Cast: Marzena Bukowska, Halie Ecker, Mike Steele and Bob Wilson


Fernando Arrabal is a Spanish-born French playwright, novelist, actor and filmmaker. He started writing in the early 1950s and went to study drama in Paris, where he remained. After an early, anti-war, satirical period, in the mid-1960s Arrabal turned to what became known as Panic Theatre. For Arrabal, panic is characterized by “confusion, humor, terror, chance and euphoria”, he saw Life as Memory and Man as Chance and the artist’s duty is to unite “the mechanics of memory and the rules of chance” to create stimulating, fascinating works of art. The best known play from this productive phase is The Architect and The Emperor of Assyria (1967) through which he digged out the hidden corners of the human psyche. Arrabal also wrote and directed several films including Long Live Death! (1971), based on his first novel, Baal Babylon and Automobile Graveyard (1983), based on his play of the same title.

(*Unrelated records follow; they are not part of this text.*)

//! Locally minted token values.

use uuid::Uuid;

/// Generates an opaque local token value with the given prefix.
///
/// The suffix is a time-ordered UUID v7 in simple form.
#[must_use]
pub fn generate_token(prefix: &str) -> String {
    format!("{prefix}-{}", Uuid::now_v7().simple())
}
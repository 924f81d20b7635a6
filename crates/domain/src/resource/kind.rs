//! Resource kinds and their per-kind conventions.

use std::fmt;

use serde::{Deserialize, Serialize};
use serde_json::Value;

use crate::error::{DomainError, DomainResult};

/// Status assigned to new artworks when the caller does not pick one.
pub const DEFAULT_ARTWORK_STATUS: &str = "concept";

/// Backend-owned resource kinds cached by the client.
#[derive(Debug, Clone, Copy, PartialEq, Eq, Hash, Serialize, Deserialize)]
#[serde(rename_all = "snake_case")]
pub enum ResourceKind {
    /// Artwork records (`/artworks`), with an image attachment.
    Artwork,
    /// Contact records (`/contacts`).
    Contact,
}

/// What `create` does with the collection when no attachment is involved.
#[derive(Debug, Clone, Copy, PartialEq, Eq)]
pub enum CreatePolicy {
    /// Prepend the created record as returned by the server.
    Prepend,
    /// Re-fetch the whole collection.
    Refetch,
}

impl ResourceKind {
    /// Singular label used in messages.
    #[must_use]
    pub const fn label(self) -> &'static str {
        match self {
            Self::Artwork => "artwork",
            Self::Contact => "contact",
        }
    }

    /// Collection path relative to the API base.
    #[must_use]
    pub const fn collection_path(self) -> &'static str {
        match self {
            Self::Artwork => "/artworks",
            Self::Contact => "/contacts",
        }
    }

    /// Kind-specific identifier field used when `id` is absent.
    #[must_use]
    pub const fn alias_field(self) -> &'static str {
        match self {
            Self::Artwork => "artwork_id",
            Self::Contact => "contact_id",
        }
    }

    /// Whether records of this kind accept an image attachment.
    #[must_use]
    pub const fn supports_attachment(self) -> bool {
        matches!(self, Self::Artwork)
    }

    /// How the collection is updated after a plain create.
    #[must_use]
    pub const fn create_policy(self) -> CreatePolicy {
        match self {
            Self::Artwork => CreatePolicy::Prepend,
            Self::Contact => CreatePolicy::Refetch,
        }
    }

    /// Path of a single record.
    #[must_use]
    pub fn record_path(self, id: &str) -> String {
        format!("{}/{id}", self.collection_path())
    }

    /// Path of a record's attachment sub-resource.
    #[must_use]
    pub fn attachment_path(self, id: &str) -> String {
        format!("{}/{id}/image", self.collection_path())
    }

    /// Prepares a create payload.
    ///
    /// Artworks get a numeric `price` (when given as a numeric string) and a
    /// default `status`. Other kinds pass through unchanged.
    ///
    /// # Errors
    /// Returns `InvalidPayload` if `data` is not a JSON object.
    pub fn prepare_create(self, data: Value) -> DomainResult<Value> {
        let Value::Object(mut fields) = data else {
            return Err(DomainError::InvalidPayload(format!(
                "{} data must be a JSON object",
                self.label()
            )));
        };

        if self == Self::Artwork {
            if let Some(Value::String(raw)) = fields.get("price")
                && let Some(number) = parse_number(raw)
            {
                fields.insert("price".to_string(), number);
            }
            fields
                .entry("status")
                .or_insert_with(|| Value::String(DEFAULT_ARTWORK_STATUS.to_string()));
        }

        Ok(Value::Object(fields))
    }
}

fn parse_number(raw: &str) -> Option<Value> {
    let trimmed = raw.trim();
    if let Ok(int) = trimmed.parse::<i64>() {
        return Some(Value::from(int));
    }
    trimmed
        .parse::<f64>()
        .ok()
        .and_then(serde_json::Number::from_f64)
        .map(Value::Number)
}

impl fmt::Display for ResourceKind {
    fn fmt(&self, f: &mut fmt::Formatter<'_>) -> fmt::Result {
        f.write_str(self.label())
    }
}
//! Shared fakes for the application integration tests.
#![allow(dead_code, clippy::unwrap_used, clippy::expect_used, clippy::panic)]

use std::collections::{HashMap, VecDeque};
use std::sync::Arc;

use async_trait::async_trait;
use parking_lot::Mutex;
use serde_json::Value;
use tokio::sync::watch;

use artdesk_application::{
    CredentialStore, Engine, EngineOptions, FederatedProvider, HttpTransport, IdentityError,
    IdentitySource, InMemoryCredentialStore, MockIdentitySource, ProviderSignIn, ProviderState,
    TransportError,
};
use artdesk_domain::{ApiRequest, ApiResponse, HttpMethod, LoginCredentials, Role, UserProfile};

type Scripted = Result<ApiResponse, TransportError>;

/// Transport that replays scripted responses and records every request.
///
/// Responses are queued per `(method, path)`; the last queued response for a
/// route is repeated once the queue is down to one entry. Unscripted routes
/// answer 404.
#[derive(Default)]
pub struct RecordingTransport {
    routes: Mutex<HashMap<(HttpMethod, String), VecDeque<Scripted>>>,
    requests: Mutex<Vec<ApiRequest>>,
}

impl RecordingTransport {
    pub fn new() -> Arc<Self> {
        Arc::new(Self::default())
    }

    pub fn on(&self, method: HttpMethod, path: &str, status: u16, body: Value) -> &Self {
        self.push(method, path, Ok(ApiResponse::json(status, &body)))
    }

    pub fn fail(&self, method: HttpMethod, path: &str, error: TransportError) -> &Self {
        self.push(method, path, Err(error))
    }

    fn push(&self, method: HttpMethod, path: &str, response: Scripted) -> &Self {
        self.routes
            .lock()
            .entry((method, path.to_string()))
            .or_default()
            .push_back(response);
        self
    }

    pub fn requests(&self) -> Vec<ApiRequest> {
        self.requests.lock().clone()
    }

    pub fn count(&self) -> usize {
        self.requests.lock().len()
    }

    pub fn count_for(&self, method: HttpMethod, path: &str) -> usize {
        self.requests
            .lock()
            .iter()
            .filter(|r| r.method == method && r.path == path)
            .count()
    }

    pub fn last(&self) -> ApiRequest {
        self.requests.lock().last().cloned().expect("no request sent")
    }

    pub fn reset_log(&self) {
        self.requests.lock().clear();
    }
}

#[async_trait]
impl HttpTransport for RecordingTransport {
    async fn send(&self, request: ApiRequest) -> Result<ApiResponse, TransportError> {
        let key = (request.method, request.path.clone());
        self.requests.lock().push(request);
        let mut routes = self.routes.lock();
        match routes.get_mut(&key) {
            Some(queue) if queue.len() > 1 => queue.pop_front().unwrap(),
            Some(queue) if !queue.is_empty() => queue[0].clone(),
            _ => Ok(ApiResponse::json(404, &serde_json::json!({"message": "not found"}))),
        }
    }
}

/// Federated provider driven entirely by the test.
pub struct FakeProvider {
    state: watch::Sender<ProviderState>,
    id_token: Mutex<Option<String>>,
    sign_out_error: Mutex<Option<IdentityError>>,
    token_requests: Mutex<usize>,
}

impl FakeProvider {
    pub fn new() -> Arc<Self> {
        Arc::new(Self {
            state: watch::Sender::new(ProviderState::Pending),
            id_token: Mutex::new(None),
            sign_out_error: Mutex::new(None),
            token_requests: Mutex::new(0),
        })
    }

    pub fn set_id_token(&self, token: &str) {
        *self.id_token.lock() = Some(token.to_string());
    }

    pub fn fail_sign_out(&self, message: &str) {
        *self.sign_out_error.lock() = Some(IdentityError::unavailable(message));
    }

    pub fn push(&self, state: ProviderState) {
        self.state.send_replace(state);
    }

    pub fn token_requests(&self) -> usize {
        *self.token_requests.lock()
    }
}

#[async_trait]
impl FederatedProvider for FakeProvider {
    async fn create_account(
        &self,
        email: &str,
        _password: &str,
        display_name: Option<&str>,
    ) -> Result<ProviderSignIn, IdentityError> {
        let user = UserProfile::new("uid-new", email, display_name.unwrap_or_default(), Role::Viewer);
        self.set_id_token("provider-new-account-token");
        self.state.send_replace(ProviderState::SignedIn(user.clone()));
        Ok(ProviderSignIn {
            user,
            id_token: "provider-new-account-token".into(),
        })
    }

    async fn sign_in(&self, email: &str, password: &str) -> Result<ProviderSignIn, IdentityError> {
        if password != "correct" {
            return Err(IdentityError::rejected("INVALID_PASSWORD"));
        }
        self.set_id_token("provider-id-token-1");
        Ok(ProviderSignIn {
            user: UserProfile::new("uid-1", email, "", Role::Viewer),
            id_token: "provider-id-token-1".into(),
        })
    }

    async fn sign_out(&self) -> Result<(), IdentityError> {
        if let Some(error) = self.sign_out_error.lock().clone() {
            return Err(error);
        }
        *self.id_token.lock() = None;
        self.state.send_replace(ProviderState::SignedOut);
        Ok(())
    }

    async fn send_password_reset(&self, email: &str) -> Result<(), IdentityError> {
        if email.ends_with("@unknown.test") {
            return Err(IdentityError::rejected("EMAIL_NOT_FOUND"));
        }
        Ok(())
    }

    async fn id_token(&self, _force_refresh: bool) -> Result<Option<String>, IdentityError> {
        *self.token_requests.lock() += 1;
        Ok(self.id_token.lock().clone())
    }

    fn observe(&self) -> watch::Receiver<ProviderState> {
        self.state.subscribe()
    }
}

/// Everything a test needs around one engine.
pub struct Harness {
    pub engine: Engine,
    pub transport: Arc<RecordingTransport>,
    pub store: Arc<InMemoryCredentialStore>,
}

impl Harness {
    pub fn with_source(source: Arc<dyn IdentitySource>, options: EngineOptions) -> Self {
        Self::with_store(source, Arc::new(InMemoryCredentialStore::new()), options)
    }

    pub fn with_store(
        source: Arc<dyn IdentitySource>,
        store: Arc<InMemoryCredentialStore>,
        options: EngineOptions,
    ) -> Self {
        Self::with_parts(source, store, RecordingTransport::new(), options)
    }

    pub fn with_parts(
        source: Arc<dyn IdentitySource>,
        store: Arc<InMemoryCredentialStore>,
        transport: Arc<RecordingTransport>,
        options: EngineOptions,
    ) -> Self {
        let engine = Engine::new(
            source,
            Arc::clone(&store) as Arc<dyn CredentialStore>,
            Arc::clone(&transport) as Arc<dyn HttpTransport>,
            options,
        );
        Self {
            engine,
            transport,
            store,
        }
    }

    /// Engine on the mock identity source, already logged in.
    pub async fn logged_in() -> Self {
        let harness = Self::with_source(Arc::new(MockIdentitySource::new()), EngineOptions::default());
        harness
            .engine
            .sessions()
            .login(&LoginCredentials::new("artist@example.com", "secret"))
            .await
            .unwrap();
        harness
    }
}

Yves Klein (1928-1962) was a French artist and an important figure in post-WW2 European painting and performance art. He was a pioneer in performance art and a forerunner of minimal and pop art. As artist Klein was determined to find a means for a “spiritual pictorial space” and it was this quest for the far side of the infinite that led him eventually to live actions and performances and to his famous proclamation: “My paintings are now invisible.” For Klein, art was a view of life–he made paintings by pressing his nude models as living brushes rolled in blue paint against the canvas. The purpose was to reach transparency of the artistic process and deliver painting as public, performance art. Apart for his then shocking performances in the major European art galleries and his monochromatic (blue) paintings, he is now best remembered for his radical “immaterial pictorial sensibility.” One of his most famous “live” paintings, Anthropometries of the Blue Period has been spliced into a famous “shockumentary” Mondo cane (1962). At the age of 25 he became a master at judo and received the 9th degree black belt. He later wrote a book on judo entitled The Fundamentals of Judo. He died of a heart attack at age 34.

Set Design: Meng Shui / Lighting Design: Richard Norwood / Costume Design: Rachel Sypniewski / Make-Up Design: Zsofia Ötvos / Dramaturge: Milan Pribisic / Graphic Design: Michal Janicki / Stage Manager: Anna Klos / Assistant Stage Manager: Elise Pousset

Letter of Love

(The Fundamentals of Judo)

Based on the texts by Fernando Arrabal and Yves Klein

Translated by Pollux Hernúñez & Aleksi Barrière

Devised and Directed by Aleksi Barrière (Guest Director from Paris, France)


March 22, 2018 – April 28, 2018


We are invited to partake in a judo fight, a game of chess, a reading of tarot cards. This war against war is theatre as seen by poet Fernando Arrabal and painter Yves Klein: a struggle against the prisons built by the dictators of the bodies and of the minds, even when they are our own mothers. A struggle where each punch and hold will be an embrace – an act of love. Letter of Love is the most autobiographical work of Fernando Arrabal. This text is a letter of love, reproach and reconciliation that covers the last years of the mother’s life.


Aleksi Barrière was born in 1989 in Paris. He majored in philosophy at the Sorbonne in Paris and in stage directing at the Theatre Faculty of Prague, after collaborating as an assistant with directors Sarah Méadel and Peter Sellars. He has worked as a dramaturge and scenographer with multimedia art groups such as T&M and Image Auditive, and has been invited to direct projects at the Staatsoper Hamburg, the Grimeborn Festival, the Paris Conservatory and the READ Festival in Helsinki. Nevertheless, most of his work is developed within the music & theatre collective La Chambre aux échos, which he founded and co-directs with Clément Mao-Takacs. Also a writer and a translator, his words have been set to music by various composers and published in reviews and art books. His work as a scholar, like his artistic projects, explores the grey areas between music and theatre.